The Neighbor, the newest film by Farhadi, raises doubt on a decent Samaritan who has done nothing wrong.

Around the third-quarter mark of the movie, a supporting character remarks to Rahim (Amir Jadidi), the main character, “You’re either very bright or very simple.

‘A Hero’ Review: Debts No Honest Man Can Pay

” Rahim, a prisoner serving a sentence for failing to pay a debt who became a cause célèbre after attempting to return a suitcase full of gold money to its owner while on weekend leave from prison, is supposed to be either gaming the system or a dullard waltzing through life.

‘A Hero’ Review: Debts No Honest Man Can Pay

Rahim is probably just an average guy trying to get by. The film by Iranian director Asghar Farhadi is entertaining because it gives spectators the freedom to establish their own opinions—not just about Rahim, the main character.

In A Hero, nobody has to be liked or despised. Everyone is acting logically and sensibly, if not always honestly.

The main conceit of “A Hero” is a lie, but the bigger lesson is that in the age of social media, phones that record every conversation, and the constant threat of going viral, there aren’t many lies that can hold up against someone who is motivated to find the truth.

Rahim, who is on furlough from prison, travels to the Tomb of Xerxes in the first scene in order to meet with his brother-in-law Hossein, pay off his debtor, and ensure his release (Alireza Jahandideh).

Rahim Begins his Quest to Find the Real Owner of the Gold Coins.

Rahim has 17 gold pieces in his possession, which will suffice to pay for roughly half of his debt.

Rahim decides to find the rightful owner of the gold pieces after his creditor Bahram (Mohsen Tanabandeh) refuses to accept the half payment unless Hossein guarantees the balance, a favour Hossein is reluctant to give given Rahim’s unemployment. You see, he didn’t own them and found them in a bag near a bus stop.

But that’s just not true. The woman he intends to marry found the package, not Rahim. He is not allowed to discuss her in public, though, because of the hardline leaders of Iran’s mediaeval views on the nature of male-female connections.

Rahim doesn’t know where the coins came from or went because the woman who takes the bag and gives it to him disappears into the dunes of the desert. whether they were real or not.

Theories are Developed in an Effort to Make Sense of the Unknown.

Rahim faked the entire affair, in Bahram’s opinion, in an effort to repair his reputation. Social media criticism alleges that the prison devised the scheme to draw attention away from the horrendous living circumstances it provides. Rahim’s friends’ messages reveal that his account of what happened is inaccurate.

Rahim’s credibility is questioned as a result of a sophisticated deception he and his girlfriend pulled on one another. Bahram’s credibility is only weakened further by Rahim’s public rejection of his words via video.

There are contradictions between what we witnessed and Rahim’s account of what transpired during their attempt to turn the gold into cash.
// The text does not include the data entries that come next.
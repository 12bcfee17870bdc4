//! Errors reported to callers of the dispatcher.

use thiserror::Error;

use super::{Floor, FloorRange, Request, UnitId};

/// The unit's queue was at capacity. The rejected request is handed back so
/// the caller still owns it.
#[derive(Debug, Clone, PartialEq, Eq, Error)]
#[error("{unit} rejected request {}: queue full (capacity {capacity})", .request.id())]
pub struct AdmissionRejected {
    pub unit: UnitId,
    pub capacity: usize,
    pub request: Request,
}

/// Synchronous errors of `Dispatcher::request_elevator`.
///
/// Nothing is retried automatically; callers decide on retry policy.
#[derive(Debug, Clone, PartialEq, Eq, Error)]
pub enum DispatchError {
    #[error("invalid request: floor {floor} is outside {range}")]
    InvalidRequest { floor: Floor, range: FloorRange },

    #[error("no units configured")]
    NoUnitsConfigured,

    #[error(transparent)]
    AdmissionRejected(#[from] AdmissionRejected),
}
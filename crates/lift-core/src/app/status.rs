//! Status views of the dispatcher and its units.

use serde::{Deserialize, Serialize};

use crate::domain::{Direction, Floor, UnitId, UnitState};
use crate::unit::Unit;

/// Point-in-time view of one unit. Fields are read independently, so a unit in
/// motion may show a floor one step behind its state.
#[derive(Debug, Clone, Copy, PartialEq, Eq, Serialize, Deserialize)]
pub struct UnitStatus {
    pub id: UnitId,
    pub floor: Floor,
    pub direction: Direction,
    pub state: UnitState,
    pub queued: usize,
    pub capacity: usize,
}

impl UnitStatus {
    pub fn of(unit: &Unit) -> Self {
        Self {
            id: unit.id(),
            floor: unit.floor(),
            direction: unit.direction(),
            state: unit.state(),
            queued: unit.queued(),
            capacity: unit.capacity(),
        }
    }
}

#[derive(Debug, Clone, Copy, Default, PartialEq, Eq, Serialize, Deserialize)]
pub struct DispatcherCounts {
    pub idle: usize,
    pub moving: usize,
    pub queued: usize,
}

#[derive(Debug, Clone, Default, PartialEq, Eq, Serialize, Deserialize)]
pub struct DispatcherStatus {
    pub units: Vec<UnitStatus>,
    pub counts: DispatcherCounts,
}

impl DispatcherStatus {
    pub fn from_units(units: Vec<UnitStatus>) -> Self {
        let mut counts = DispatcherCounts::default();
        for unit in &units {
            match unit.state {
                UnitState::Idle => counts.idle += 1,
                UnitState::Moving => counts.moving += 1,
            }
            counts.queued += unit.queued;
        }
        Self { units, counts }
    }
}

#[cfg(test)]
mod tests {
    use super::*;

    fn status(id: u32, state: UnitState, queued: usize) -> UnitStatus {
        UnitStatus {
            id: UnitId::new(id),
            floor: 1,
            direction: Direction::Up,
            state,
            queued,
            capacity: 5,
        }
    }

    #[test]
    fn counts_aggregate_units() {
        let s = DispatcherStatus::from_units(vec![
            status(1, UnitState::Moving, 2),
            status(2, UnitState::Idle, 0),
            status(3, UnitState::Moving, 1),
        ]);

        assert_eq!(
            s.counts,
            DispatcherCounts {
                idle: 1,
                moving: 2,
                queued: 3,
            }
        );
    }

    #[test]
    fn serializes_to_json() {
        let s = DispatcherStatus::from_units(vec![status(1, UnitState::Idle, 0)]);
        let json = serde_json::to_value(&s).unwrap();

        assert_eq!(json["units"][0]["state"], "idle");
        assert_eq!(json["units"][0]["direction"], "up");
        assert_eq!(json["counts"]["idle"], 1);
    }
}
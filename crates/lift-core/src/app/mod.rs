//! App - wiring of units, their workers and the dispatcher.
//!
//! - **DispatcherBuilder**: validated construction
//! - **Dispatcher**: single entry point for new requests
//! - **WorkerGroup**: one execution loop per unit, with shutdown/join
//! - **status**: point-in-time views for observability

pub mod builder;
pub mod dispatcher;
pub mod status;
pub mod workers;

pub use self::builder::{BuildError, DispatcherBuilder};
pub use self::dispatcher::Dispatcher;
pub use self::status::{DispatcherCounts, DispatcherStatus, UnitStatus};
pub use self::workers::WorkerGroup;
He is finally unable to escape the growing web of lies.

I couldn’t help but compare A Hero with Parasite because both feature dishonest characters who accumulate debt. It made me reevaluate what I believed to be true about Rahim.

Can we assume that his business partner stole the starting money and that he accrued debt as a result? Possibly, we know where his girlfriend obtained the bag. When attempting to understand Rahim, all we have to go on is his propensity to distort the truth in order to benefit himself.

Most Compassionate Character

Bahram, Rahim’s father, is actually the most sympathetic character because he had to sell the dowry and other belongings of his daughter in order to pay back the loan shark he had borrowed money from.

Bahram did it because his sister is (was?) married to Rahim, and given that their son Siavash (Saleh Karimaei) struggles to communicate and obviously needs the support of a stable family, as well as her complete absence from the movie, it raises questions about Rahim’s personality prior to his imprisonment.

Bahram’s discontent with Rahim’s unexpected prominence and the notion that his prior transgressions should be forgotten because he did the barest minimum to be a decent guy gives the movie its most sympathetic vibe.

Final Words

Despite the varying viewpoints and contradictory narratives offered by Rahim and his allies, as well as the confusion brought on by conspiracy theorists on social media, Farhadi has cleverly created a film about the unquestionably tangible nature of truth. Thanks for reading our article ‘A Hero’ Review: Debts No Honest Man Can Pay.